8 avril [1844], lundi matin, 8 h. ½

Bonjour, mon Toto bien-aimé, bonjour, mon cher petit homme triste, bonjour, mon pauvre ange bien aimé. Comment vas-tu ce matin ? As-tu pris un peu de repos cette nuit ? J’ai rêvé de toi, mon pauvre petit homme, toute la nuit, et comme toujours, mes rêves ont été douloureux. J’espère que cela ne signifie rien et que tu m’aimes. Qu’est-ce que je deviendrais, mon Dieu, si tu ne m’aimais pas ? J’en deviendrais folle tout de suite ou j’en mourrais. Tu ne peux pas savoir, mon adoré, à quel point j’ai mis tout mon amour et toute ma vie dans toi. Le jour où tu me manquerais, tout me manquerait. Je t’aime, mon Victor. Je t’aime. Mon noble, mon généreux homme, tu es beau, je t’aime  !
J’ai envoyé Suzanne ce matin chez le Dabat pour savoir au juste quand il pourrait te donner tes souliers ; il a dit qu’il ferait tous ses efforts pour t’en donner une paire jeudi. Tout à l’heure, elle ira chez Lanvin pour ta boucle. Tu peux donc venir en toute confiance : tu auras tes commissions faites.
Jour Toto, jour mon cher petit o, ne sois pas triste, je t’aime. Clairette te fera tes mouchoirs comme tu les veux. Elle te fera tout ce que tu voudras car elle t’aime bien profondément. On sent que c’est une joie pour elle de travailler pour toi. Même, je vous dirais qu’elle prend trop vos intérêts et que si je l’écoutais, je vous donnerais toutes mes affaires. Voime, voime, polisson, tu verras comme je te recevrais.
[dessina]
Je vous défends d’être très aimable avec Saint-Denis, avec Mme de Villeneuve, et d’autres toujours du même sexe. Laissez ce divertissement à votre cousin Asseline [1] et soyez-moi bien fidèle ou sinon, je vous flanquerai des coups et des giffes à pile-que veux-tu. Sur ce, baisez-moi, monstre et taisez-vous. Vous voyez, monstre, que je me racquitte avec vous et que je ne vous dois rien. Que cela vous serve d’exemple et tâchez d’imiter ma scrupuleuse probité à l’avenir car pour l’arriéré, j’y mets deux p.p. ; vous ne pourriez jamais vous acquitter sans cette générosité forcée de ma part.
Pense à moi mon Toto, aime-moi et viens me voir bien vite. Il fait un temps ravissant, c’est bien dommage que nous n’en puissions pas profiter ensemble. Bientôt, je l’espère, tu me donneras cette joie. Tu me l’as bien promis et j’y compte.

Juliette

BnF, Mss, NAF 16355, f. 25-26
Transcription de Mylène Attisme assistée de Florence Naugrette

a) Dessin : Juliette tient un bâton dans la main qu’elle abat sur la tête de Hugo. « Juju » est-elle la légende du dessin ou le prénom correspondant au nom « Saint-Denis » ? C’est indécidable tant qu’on n’identifie pas cette « Saint-Denis » dont elle est jalouse.

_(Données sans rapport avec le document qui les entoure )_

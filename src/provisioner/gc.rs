// Copyright (c) 2025 Erick Bourgeois, firestoned
// SPDX-License-Identifier: MIT

//! Orphaned backing resource collection.
//!
//! A sweep lists every backing claim managed by the provisioner and decides,
//! claim by claim, whether the volume it serves still exists:
//!
//! 1. volumes in the [`ProvisioningTracker`] are skipped
//! 2. claims without a complete owner back-reference are skipped
//! 3. an owning claim with the recorded uid keeps the volume alive
//! 4. an upstream `PersistentVolume` for the volume keeps it alive
//! 5. anything else is orphaned and torn down through
//!    [`LifecycleManager::delete_all`]
//!
//! Errors on a single claim are logged and do not abort the sweep.

use crate::config::ProvisionerConfig;
use crate::errors::{LifecycleError, StoreError};
use crate::labels::{
    backing_claim_selector, backing_name, volume_id_from_backing_name, OWNER_NAMESPACE_LABEL,
    OWNER_NAME_LABEL, OWNER_UID_LABEL,
};
use crate::metrics;
use crate::provisioner::lifecycle::LifecycleManager;
use crate::provisioner::tracker::ProvisioningTracker;
use crate::store::{ClusterStore, ObjectStore};
use k8s_openapi::api::core::v1::{PersistentVolume, PersistentVolumeClaim};
use kube::ResourceExt;
use std::sync::Arc;
use std::time::Instant;
use thiserror::Error;
use tokio::sync::watch;
use tokio::time::MissedTickBehavior;
use tracing::{debug, error, info, warn};

/// Outcome of judging one backing claim.
#[derive(Clone, Debug, PartialEq, Eq)]
pub enum Verdict {
    /// The claim name does not follow the backing naming scheme
    Unmanaged,
    /// A create or delete sequence is in flight for the volume
    Tracked,
    /// The owner back-reference labels are incomplete
    MissingOwnerLabels,
    /// The owning claim still exists with the recorded uid
    OwnerInUse,
    /// The upstream volume still exists
    VolumeExists,
    /// Nothing references the backing resources any more
    Orphaned,
}

/// Counts gathered during one sweep.
#[derive(Clone, Debug, Default, PartialEq, Eq)]
pub struct SweepReport {
    pub scanned: usize,
    pub deleted: usize,
    pub skipped: usize,
    pub errors: usize,
}

#[derive(Debug, Error)]
enum ItemError {
    #[error(transparent)]
    Store(#[from] StoreError),
    #[error(transparent)]
    Lifecycle(#[from] LifecycleError),
}

/// Periodically removes backing resources whose volume is gone.
pub struct GarbageCollector {
    store: Arc<dyn ClusterStore>,
    tracker: Arc<ProvisioningTracker>,
    lifecycle: Arc<LifecycleManager>,
    config: Arc<ProvisionerConfig>,
}

impl GarbageCollector {
    pub fn new(
        store: Arc<dyn ClusterStore>,
        tracker: Arc<ProvisioningTracker>,
        lifecycle: Arc<LifecycleManager>,
        config: Arc<ProvisionerConfig>,
    ) -> Self {
        Self {
            store,
            tracker,
            lifecycle,
            config,
        }
    }

    /// Sweep immediately, then every configured interval, until `shutdown`
    /// flips to `true` or its sender is dropped.
    ///
    /// Shutdown is observed between sweeps; a running sweep always completes.
    pub async fn run(self: Arc<Self>, mut shutdown: watch::Receiver<bool>) {
        info!(
            interval_secs = self.config.gc_interval.as_secs(),
            namespace = %self.config.namespace,
            "Starting garbage collector"
        );

        let mut ticker = tokio::time::interval(self.config.gc_interval);
        ticker.set_missed_tick_behavior(MissedTickBehavior::Delay);

        loop {
            if *shutdown.borrow() {
                break;
            }

            tokio::select! {
                _ = ticker.tick() => {
                    let started = Instant::now();
                    match self.sweep().await {
                        Ok(report) => {
                            metrics::record_gc_sweep(report.deleted, started.elapsed());
                            info!(
                                scanned = report.scanned,
                                deleted = report.deleted,
                                skipped = report.skipped,
                                errors = report.errors,
                                "Garbage collection sweep finished"
                            );
                        }
                        Err(e) => {
                            metrics::record_gc_sweep_error(started.elapsed());
                            error!(error = %e, "Garbage collection sweep failed to list backing claims");
                        }
                    }
                }
                changed = shutdown.changed() => {
                    if changed.is_err() {
                        break;
                    }
                }
            }
        }

        info!("Garbage collector stopped");
    }

    /// Run one full sweep over every backing claim.
    ///
    /// # Errors
    ///
    /// Only listing the backing claims is fatal; per-claim failures are counted
    /// in the report.
    pub async fn sweep(&self) -> Result<SweepReport, StoreError> {
        let claims = ObjectStore::<PersistentVolumeClaim>::list(
            &*self.store,
            Some(&self.config.namespace),
            &backing_claim_selector(),
        )
        .await?;

        let mut report = SweepReport {
            scanned: claims.len(),
            ..SweepReport::default()
        };
        if !self.tracker.is_empty() {
            debug!(in_flight = self.tracker.len(), "Sweeping while volumes are in flight");
        }

        for claim in &claims {
            let name = claim.name_any();
            match self.collect(claim).await {
                Ok(true) => report.deleted += 1,
                Ok(false) => report.skipped += 1,
                Err(e) => {
                    report.errors += 1;
                    warn!(claim = %name, error = %e, "Skipping backing claim after error");
                }
            }
        }

        Ok(report)
    }

    /// Judge one claim and tear it down if orphaned. Returns whether it was deleted.
    async fn collect(&self, claim: &PersistentVolumeClaim) -> Result<bool, ItemError> {
        let verdict = self.judge(claim).await?;
        let name = claim.name_any();

        if verdict != Verdict::Orphaned {
            debug!(claim = %name, verdict = ?verdict, "Backing claim kept");
            return Ok(false);
        }

        let Some(volume_id) = volume_id_from_backing_name(&name) else {
            return Ok(false);
        };

        // A provision may have started since the verdict
        let Some(guard) = self.tracker.try_track(volume_id) else {
            debug!(volume = %volume_id, "Volume became tracked, skipping");
            return Ok(false);
        };

        info!(volume = %guard.volume_id(), claim = %name, "Deleting orphaned backing resources");
        self.lifecycle.delete_all(guard.volume_id()).await?;
        Ok(true)
    }

    /// Decide whether the volume served by `claim` still exists.
    ///
    /// # Errors
    ///
    /// Returns a [`StoreError`] when the owner or volume lookups fail.
    pub async fn judge(&self, claim: &PersistentVolumeClaim) -> Result<Verdict, StoreError> {
        let name = claim.name_any();
        let Some(volume_id) = volume_id_from_backing_name(&name) else {
            return Ok(Verdict::Unmanaged);
        };

        if self.tracker.is_tracked(volume_id) {
            return Ok(Verdict::Tracked);
        }

        let labels = claim.labels();
        let owner = |key: &str| {
            labels
                .get(key)
                .map(String::as_str)
                .filter(|value| !value.is_empty())
        };
        let (Some(owner_namespace), Some(owner_name), Some(owner_uid)) = (
            owner(OWNER_NAMESPACE_LABEL),
            owner(OWNER_NAME_LABEL),
            owner(OWNER_UID_LABEL),
        ) else {
            return Ok(Verdict::MissingOwnerLabels);
        };

        let owning_claim = ObjectStore::<PersistentVolumeClaim>::get(
            &*self.store,
            Some(owner_namespace),
            owner_name,
        )
        .await?;
        if owning_claim.is_some_and(|c| c.uid().as_deref() == Some(owner_uid)) {
            return Ok(Verdict::OwnerInUse);
        }

        // Upstream volumes are named after the volume id or its backing name
        for volume_name in [volume_id.to_string(), backing_name(volume_id)] {
            let volume =
                ObjectStore::<PersistentVolume>::get(&*self.store, None, &volume_name).await?;
            if volume.is_some() {
                return Ok(Verdict::VolumeExists);
            }
        }

        Ok(Verdict::Orphaned)
    }
}

#[cfg(test)]
#[path = "gc_tests.rs"]
mod gc_tests;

© Bibliothèque Nationale de France

8 avril [1844], lundi après-midi, 5 h.

Vous êtes bien venu chercher votre boucle, n’est-ce pas, mon cher petit blagueur ? Une autre fois, je me décarcasserai pour vous, soyez tranquille. À propos de tranquillité, aucun de mes convives n’a encore montré ses cornes. Je serai seule avec ma péronnelle [2] et vous vous garderez bien de venir interrompre ce doux tête-à-tête, avant que toutes mes femelles ne soient arrivées. Ia, Ia, monsire, matame, monsire Dodo, il dre un karzon pien chentil en renivlant [3].
Je vous dirais mon Toto qu’il est arrivé un grand désastre à mon infortunée perruque griffagne. Suzanne m’a fait l’espièglerie de poser mes papillotes avec un fer rougi. Merci. [Après  ?] cela, j’aime autant ça : plus tôt il n’y en aura plus un seul et mieux ça vaudra. En attendant, votre système capillaire se développe avec fureur, à vous, Scapilione [4] lui-même a l’air d’un pelé à côté de votre perruque mérovingienne. C’est pour m’humilier ce que vous en faîtes et je conviens que vous y réussissez à merveille. Cela ne m’empêche pas de vous aimer à la rage et de vous adorer idem.
Est-ce que tu ne viendras pas bientôt ? Sérieusement, mon Toto, je t’attends depuis bientôt dix-huit heures et je te désire de toute mon âme.

Juliette

BnF, Mss, NAF 16355, f. 27-28
Transcription de Mylène Attisme assistée de Florence Naugrette

Notes

[1Alfred Asseline, cousin d’Adèle Hugo.

[2Sa fille Claire Pradier.

[3Imitation de l’accent germanique pour « oui, oui, monsieur, madame, il être un garçon bien gentil en reniflant ».

[4À élucider.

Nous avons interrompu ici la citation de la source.